Ini adalah pengalaman pertama Taehyung memainkan piano di hadapan khalayak. Penampilannya memang tak mengalami kendala, tapi dia gagal untuk langsung turun sesudah lagunya usai sebab Lee Hyukjae menahannya saat penonton masih bertepuk tangan, dan ternyata dia malah berdiri lebih lama di atas panggung.

“Penampilanmu sungguh memukau, Kim Taehyung,” Hyukjae memuji sembari merangkul Taehyung untuk tetap berada di panggung bersamanya. “Jadi kau memberikan penampilanmu untuk ibumu? Ku dengar ibumu juga ada di sini. Apa itu benar?”

“Tidak, Seonsaeng-nim,” Taehyung tersenyum. “Ibuku sibuk dan tidak bisa datang.”

Akan tetapi jawaban Taehyung tak diterima oleh Hyukjae.

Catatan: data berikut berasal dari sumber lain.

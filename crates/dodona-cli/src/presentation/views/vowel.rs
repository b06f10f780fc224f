use owo_colors::Style;
use std::fmt;

use super::heading;
use crate::presentation::formatters::{number, text};
use crate::presentation::view_models::{
    DisplayOptions, InscriptionTableViewModel, VowelCategoryViewModel, VowelReportViewModel,
    ViewMode,
};

/// Citations listed per category before "and N more" in standard mode.
const CITATION_PREVIEW: usize = 3;

// --------------------------------------------------------
// Vowel Report View
// --------------------------------------------------------

pub struct VowelReportView<'a> {
    data: &'a VowelReportViewModel,
    options: DisplayOptions,
}

impl<'a> VowelReportView<'a> {
    pub fn new(data: &'a VowelReportViewModel, options: DisplayOptions) -> Self {
        Self { data, options }
    }

    fn category_title(&self, c: &VowelCategoryViewModel) -> String {
        format!(
            "Category {} [{}] {}: {} ({})",
            c.number,
            c.badge,
            c.label,
            c.count,
            number::percent(c.percent_share)
        )
    }

    fn render_category(&self, f: &mut fmt::Formatter, c: &VowelCategoryViewModel) -> fmt::Result {
        let verbose = self.options.mode == ViewMode::Verbose;
        heading(f, &self.category_title(c), self.options)?;
        writeln!(f, "  {}", c.description)?;

        let shown = if verbose {
            c.citations.len()
        } else {
            c.citations.len().min(CITATION_PREVIEW)
        };
        for citation in &c.citations[..shown] {
            writeln!(f, "    {}", citation)?;
        }
        if shown < c.citations.len() {
            writeln!(
                f,
                "    {}",
                text::paint(
                    &format!("… and {} more", c.citations.len() - shown),
                    Style::new().bright_black(),
                    self.options.enable_color
                )
            )?;
        }
        Ok(())
    }

    fn render_commentary(&self, f: &mut fmt::Formatter) -> fmt::Result {
        writeln!(f)?;
        heading(f, "Orthographic system", self.options)?;
        writeln!(
            f,
            "  {} {} {} {}",
            text::pad("Source", 14),
            text::pad("Archaic", 10),
            text::pad("Reformed", 10),
            "Attic"
        )?;
        for row in &self.data.orthography {
            writeln!(
                f,
                "  {} {} {} {}",
                text::pad(&row.etymon, 14),
                text::pad(&row.archaic, 10),
                text::pad(&row.reformed, 10),
                row.attic
            )?;
        }

        writeln!(f)?;
        heading(f, "Theories", self.options)?;
        for theory in &self.data.theories {
            writeln!(f, "  {}: {}", theory.author, theory.title)?;
            writeln!(f, "    {}", theory.summary)?;
        }

        writeln!(f)?;
        heading(f, "Conclusion", self.options)?;
        writeln!(f, "  {}", self.data.conclusion)
    }
}

impl<'a> fmt::Display for VowelReportView<'a> {
    fn fmt(&self, f: &mut fmt::Formatter) -> fmt::Result {
        match self.options.mode {
            ViewMode::Minimal => {
                for c in &self.data.categories {
                    writeln!(f, "{} {}", c.number, c.count)?;
                }
                Ok(())
            }
            ViewMode::Compact => {
                for c in &self.data.categories {
                    writeln!(f, "{}", self.category_title(c))?;
                }
                Ok(())
            }
            ViewMode::Standard | ViewMode::Verbose => {
                writeln!(
                    f,
                    "Vowel notation in {} reformed-alphabet inscriptions",
                    self.data.total
                )?;
                for c in &self.data.categories {
                    writeln!(f)?;
                    self.render_category(f, c)?;
                }
                if self.options.mode == ViewMode::Verbose {
                    self.render_commentary(f)?;
                }
                Ok(())
            }
        }
    }
}

// --------------------------------------------------------
// Inscription Table View
// --------------------------------------------------------

pub struct InscriptionTableView<'a> {
    data: &'a InscriptionTableViewModel,
    options: DisplayOptions,
}

impl<'a> InscriptionTableView<'a> {
    pub fn new(data: &'a InscriptionTableViewModel, options: DisplayOptions) -> Self {
        Self { data, options }
    }

    fn badge_style(category: u8) -> Style {
        match category {
            1 => Style::new().green(),
            2 => Style::new().yellow(),
            _ => Style::new().magenta(),
        }
    }
}

impl<'a> fmt::Display for InscriptionTableView<'a> {
    fn fmt(&self, f: &mut fmt::Formatter) -> fmt::Result {
        if self.data.rows.is_empty() {
            return writeln!(f, "No inscriptions match the filter.");
        }

        match self.options.mode {
            ViewMode::Minimal => {
                for row in &self.data.rows {
                    writeln!(f, "{}", row.citation)?;
                }
                return Ok(());
            }
            ViewMode::Compact => {
                for row in &self.data.rows {
                    writeln!(
                        f,
                        "{} {} [{}] {}",
                        row.corpus, row.inscription_id, row.badge, row.region_label
                    )?;
                }
                return Ok(());
            }
            ViewMode::Standard | ViewMode::Verbose => {}
        }

        let forms_width = match self.options.mode {
            ViewMode::Verbose => usize::MAX,
            _ => 40,
        };
        writeln!(
            f,
            "{} {} {} {} Notable forms",
            text::pad("Reference", 22),
            text::pad("Cat.", 6),
            text::pad("Date", 12),
            text::pad("Region", 11),
        )?;
        for row in &self.data.rows {
            writeln!(
                f,
                "{} {} {} {} {}",
                text::pad(&row.citation, 22),
                text::paint(
                    &text::pad(&row.badge, 6),
                    Self::badge_style(row.category),
                    self.options.enable_color
                ),
                text::pad(&row.date, 12),
                text::pad(&row.region_label, 11),
                text::truncate(&row.notable_forms, forms_width)
            )?;
        }

        if self.data.rows.len() < self.data.total {
            writeln!(f)?;
            writeln!(
                f,
                "{} of {} inscriptions shown",
                self.data.rows.len(),
                self.data.total
            )?;
        }
        Ok(())
    }
}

Pria itu menggeleng dan menatap sangsi, lalu berkata, “Tidak begitu yang ku dengar.”

Taehyung mengernyit, karena selanjutnya Hyukjae maju selangkah dan mengedarkan pandangan ke arah bangku penonton. “Nyonya Kim,” pria itu memanggil ke arah para penonton, lalu sejenak menengok ke sana kemari. “Anda di sini, kan? Tim lighting, tolong berikan sedikit cahaya ke bangku Nyonya Kim Yujin.”

Debaran-debaran mengisi rongga dada Taehyung selagi dia menatap sudut bangku yang ditunjuk sang guru. Lalu, betapa terkejutnya dia begitu lampu betul-betul menyorot sosok ibunya yang tengah tersenyum di sana. Murid-murid yang menonton terperangah dan mulai berbisik-bisik seusai mengetahui sosok ibu Taehyung, bagaimanapun wanita itu kerap muncul dalam pemberitaan seputar bisnis di TV.

“Taehyung Eomoni, selamat malam,” Hyukjae menyapa dengan sopan dan ramah. Yujin pun berdiri lalu membungkuk dari bangku penonton.

“Anda menikmati pertunjukan malam ini?” tanya Hyukjae.

Yujin tersenyum dan mengangguk kecil. Seorang staff memberikan mikrofon padanya dan Hyukjae lantas kembali mengajukan pertanyaan.

“Hari ini putra Anda menyanyikan lagu yang sangat indah untuk Anda. Bagaimana pendapat Anda? Apa ada yang ingin Anda sampaikan pada Kim Taehyung?”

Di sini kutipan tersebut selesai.